Suffice it to say, things go wrong fast. Soon, these people - shark wrangler Carter (Thomas Jane), research funder Russell (Samuel L. Jackson), head scientists Susan (Saffron Burrows) and Jim (Stellan Skarsgård), extra scientists Janice (Jacqueline McKenzie) and Scoggins (Michael Rapaport), and cook Preacher (LL Cool J) - find the research base crashing down around them courtesy of the sharks, and they must find a way to survive with a trio of highly intelligent sharks hunting down the people who screwed with them for so many months.

Deep Blue Sea is a cheesy sci-fi flick with little going for it in the way of intelligence, but it has a lot going for it when it comes to b-movie fun. Is the scientific basis for the story plausible? Nope. Are there plot holes and stupid decisions? Of course. Would anything in this film be remotely possible in the real world? Doubtful. However, if you can look past all of that, what you have is an entertaining action thriller with a bunch of sharks tearing shit up... and sometimes, that's all you need for a good night in front of the tube.

One of the things that I enjoyed about the movie was how it played with genre conventions and the audience's expectations. The people that you think will make it until the end get torn apart, while the people you think are just shark bait make it until the credits roll. I'm not going to name names, obviously, but there are definitely some surprises in here, one of which you might see coming if you're a fan of Chappelle's Show. Thumbs up for keeping us on our toes.

For the most part, I also enjoyed the sharks themselves... for the most part. You see, the film uses animatronic sharks as well as CGI, and the animatronic stuff looks pretty good - great, almost. However, the CGI stuff looks bad even by 1999's standards, and it certainly doesn't hold up in today's world. I guess one could argue that it adds to the b-movie atmosphere, but me, I was a little let down when I saw certain scenes that almost looked like cartoons.

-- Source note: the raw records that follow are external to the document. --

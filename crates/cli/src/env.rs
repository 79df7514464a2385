// SPDX-License-Identifier: BUSL-1.1
// Copyright (c) 2026 Alfred Jean LLC

//! Centralized environment variable access for the CLI crate.

use std::time::Duration;

use vsopen_core::{RetryPolicy, EXTRA_ARGS_VAR};
use vsopen_engine::Timeouts;

// --- Duration helper (private) ---

fn parse_duration_ms(var: &str) -> Option<Duration> {
    std::env::var(var)
        .ok()
        .and_then(|s| s.parse::<u64>().ok())
        .filter(|ms| *ms > 0)
        .map(Duration::from_millis)
}

// --- Launch ---

/// Raw arguments inserted into the launch command line.
pub fn extra_args() -> Option<String> {
    std::env::var(EXTRA_ARGS_VAR).ok()
}

// --- Timeouts ---

pub fn retry_interval_ms() -> Option<Duration> {
    parse_duration_ms("VSOPEN_RETRY_INTERVAL_MS")
}
pub fn call_timeout_ms() -> Option<Duration> {
    parse_duration_ms("VSOPEN_CALL_TIMEOUT_MS")
}
pub fn discovery_timeout_ms() -> Option<Duration> {
    parse_duration_ms("VSOPEN_DISCOVERY_TIMEOUT_MS")
}
pub fn solution_timeout_ms() -> Option<Duration> {
    parse_duration_ms("VSOPEN_SOLUTION_TIMEOUT_MS")
}

/// Default timeouts with any overrides from the environment applied.
///
/// The retry interval paces both rejected-call retries and polling.
pub fn timeouts() -> Timeouts {
    let defaults = Timeouts::default();
    let interval = retry_interval_ms().unwrap_or(defaults.poll_interval);
    Timeouts {
        call_retry: RetryPolicy::new(
            interval,
            call_timeout_ms().unwrap_or(defaults.call_retry.ceiling),
        ),
        poll_interval: interval,
        discovery: discovery_timeout_ms().unwrap_or(defaults.discovery),
        solution_load: solution_timeout_ms().unwrap_or(defaults.solution_load),
    }
}

#[cfg(test)]
#[path = "env_tests.rs"]
mod tests;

Getting back to the positives, I also felt that the acting was adequate for the film. Nobody is perfect in their roles (not even Jackson), but honestly, there's nobody that I can single out as dragging the movie down either. Everybody plays their parts, everybody does their thing, and everybody manages to do their part to suck us into the storyline. Again, there are no memorable performances, but you won't find yourself bitching about the acting either.

Overall, I'm giving Deep Blue Sea a recommendation. It isn't a very smart film, but it is a damned entertaining one, and while I doubt it will rank in anybody's list of favorites, I think that fans of cheese will enjoy it as much as I did. 7/10.